*Work item*. All that should appear is the line containing "pub struct ProviderMeResponse" and the lines after it in the records below, each reproduced exactly.

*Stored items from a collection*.
'''

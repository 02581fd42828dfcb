use chrono::Utc;
use std::fs::{self, OpenOptions};
use std::io::Write;
use std::path::{Path, PathBuf};
use std::sync::Mutex;

const ACTIVITY_LOG_FILE: &str = "activity.log";

/// Append-only JSON lines log shared by commands and background services.
#[derive(Debug)]
pub struct ActivityLog {
    path: Option<PathBuf>,
    guard: Mutex<()>,
}

impl ActivityLog {
    pub fn in_dir(logs_dir: impl AsRef<Path>) -> Self {
        Self {
            path: Some(logs_dir.as_ref().join(ACTIVITY_LOG_FILE)),
            guard: Mutex::new(()),
        }
    }

    pub fn disabled() -> Self {
        Self {
            path: None,
            guard: Mutex::new(()),
        }
    }

    pub fn path(&self) -> Option<&Path> {
        self.path.as_deref()
    }

    pub fn info(&self, component: &str, message: &str) {
        self.append("info", component, message);
    }

    pub fn warn(&self, component: &str, message: &str) {
        self.append("warn", component, message);
    }

    pub fn error(&self, component: &str, message: &str) {
        self.append("error", component, message);
    }

    fn append(&self, level: &str, component: &str, message: &str) {
        let Some(path) = self.path.as_deref() else {
            return;
        };
        let Ok(_guard) = self.guard.lock() else {
            return;
        };
        let payload = serde_json::json!({
            "timestamp": Utc::now().to_rfc3339(),
            "level": level,
            "component": component,
            "message": message,
        });

        if let Some(parent) = path.parent() {
            let _ = fs::create_dir_all(parent);
        }
        if let Ok(mut file) = OpenOptions::new().create(true).append(true).open(path) {
            let _ = writeln!(file, "{}", payload);
        }
    }
}

impl Default for ActivityLog {
    fn default() -> Self {
        Self::disabled()
    }
}
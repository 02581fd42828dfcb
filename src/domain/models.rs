use chrono::{DateTime, Utc};
use serde::{Deserialize, Serialize};
use std::fmt;

#[derive(Debug, Clone, PartialEq, Eq, Hash, Serialize, Deserialize)]
#[serde(from = "String", into = "String")]
pub enum BookingStatus {
    Pending,
    Accepted,
    InProgress,
    Completed,
    Declined,
    Cancelled,
    Expired,
    Unknown(String),
}

impl BookingStatus {
    pub const CANONICAL: [BookingStatus; 7] = [
        BookingStatus::Pending,
        BookingStatus::Accepted,
        BookingStatus::InProgress,
        BookingStatus::Completed,
        BookingStatus::Declined,
        BookingStatus::Cancelled,
        BookingStatus::Expired,
    ];

    /// Case-insensitive; anything outside the seven known codes is kept
    /// verbatim (trimmed) as `Unknown`.
    pub fn parse(raw: &str) -> Self {
        let trimmed = raw.trim();
        match trimmed.to_ascii_lowercase().as_str() {
            "pending" => Self::Pending,
            "accepted" => Self::Accepted,
            "in_progress" => Self::InProgress,
            "completed" => Self::Completed,
            "declined" => Self::Declined,
            "cancelled" => Self::Cancelled,
            "expired" => Self::Expired,
            _ => Self::Unknown(trimmed.to_string()),
        }
    }

    pub fn as_str(&self) -> &str {
        match self {
            Self::Pending => "pending",
            Self::Accepted => "accepted",
            Self::InProgress => "in_progress",
            Self::Completed => "completed",
            Self::Declined => "declined",
            Self::Cancelled => "cancelled",
            Self::Expired => "expired",
            Self::Unknown(raw) => raw.as_str(),
        }
    }

    pub fn is_terminal(&self) -> bool {
        matches!(
            self,
            Self::Completed | Self::Declined | Self::Cancelled | Self::Expired
        )
    }
}

impl From<String> for BookingStatus {
    fn from(value: String) -> Self {
        Self::parse(&value)
    }
}

impl From<BookingStatus> for String {
    fn from(value: BookingStatus) -> Self {
        value.as_str().to_string()
    }
}

impl fmt::Display for BookingStatus {
    fn fmt(&self, f: &mut fmt::Formatter<'_>) -> fmt::Result {
        f.write_str(self.as_str())
    }
}

#[derive(Debug, Clone, Serialize, Deserialize, PartialEq, Default)]
#[serde(rename_all = "camelCase")]
pub struct Counterparty {
    #[serde(default)]
    pub name: Option<String>,
    #[serde(default)]
    pub rating: Option<f64>,
    #[serde(default)]
    pub avatar: Option<String>,
}

#[derive(Debug, Clone, Serialize, Deserialize, PartialEq)]
#[serde(rename_all = "camelCase")]
pub struct Booking {
    pub id: String,
    pub status: BookingStatus,
    pub scheduled_at: DateTime<Utc>,
    #[serde(default, skip_serializing_if = "Option::is_none")]
    pub deadline_at: Option<DateTime<Utc>>,
    pub created_at: DateTime<Utc>,
    pub updated_at: DateTime<Utc>,
    #[serde(default)]
    pub counterparty: Counterparty,
    #[serde(default, skip_serializing_if = "serde_json::Value::is_null")]
    pub location: serde_json::Value,
    #[serde(default, skip_serializing_if = "serde_json::Value::is_null")]
    pub price: serde_json::Value,
}

impl Booking {
    pub fn validate(&self) -> Result<(), String> {
        validate_non_empty(&self.id, "booking.id")?;
        if self.updated_at < self.created_at {
            return Err("booking.updated_at must be >= booking.created_at".to_string());
        }
        Ok(())
    }

    /// A pending booking whose deadline has passed is shown as expired.
    /// Presentation only: the stored status is left as the server sent it.
    pub fn display_status(&self, now: DateTime<Utc>) -> BookingStatus {
        match (&self.status, self.deadline_at) {
            (BookingStatus::Pending, Some(deadline)) if deadline <= now => BookingStatus::Expired,
            (status, _) => status.clone(),
        }
    }
}

#[derive(Debug, Clone, Serialize, Deserialize, PartialEq, Eq)]
#[serde(rename_all = "camelCase")]
pub struct Profile {
    #[serde(default)]
    pub status: String,
    #[serde(default, skip_serializing_if = "Option::is_none")]
    pub updated_at: Option<DateTime<Utc>>,
    #[serde(flatten)]
    pub fields: serde_json::Map<String, serde_json::Value>,
}

#[derive(Debug, Clone, Serialize, Deserialize, PartialEq, Eq)]
#[serde(rename_all = "camelCase")]
pub struct ProviderMeResponse {
    #[serde(default)]
    pub has_profile: bool,
    #[serde(default)]
    pub profile: Option<Profile>,
}

impl ProviderMeResponse {
    pub fn into_profile(self) -> Option<Profile> {
        if self.has_profile { self.profile } else { None }
    }
}

fn validate_non_empty(value: &str, field_name: &str) -> Result<(), String> {
    if value.trim().is_empty() {
        return Err(format!("{field_name} must not be empty"));
    }
    Ok(())
}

'''

*Completed exercise*.
pub struct ProviderMeResponse {
    #[serde(default)]
    pub has_profile: bool,
    #[serde(default)]
    pub profile: Option<Profile>,
}

impl ProviderMeResponse {
    pub fn into_profile(self) -> Option<Profile> {
        if self.has_profile { self.profile } else { None }
    }
}

fn validate_non_empty(value: &str, field_name: &str) -> Result<(), String> {
    if value.trim().is_empty() {
        return Err(format!("{field_name} must not be empty"));
    }
    Ok(())
}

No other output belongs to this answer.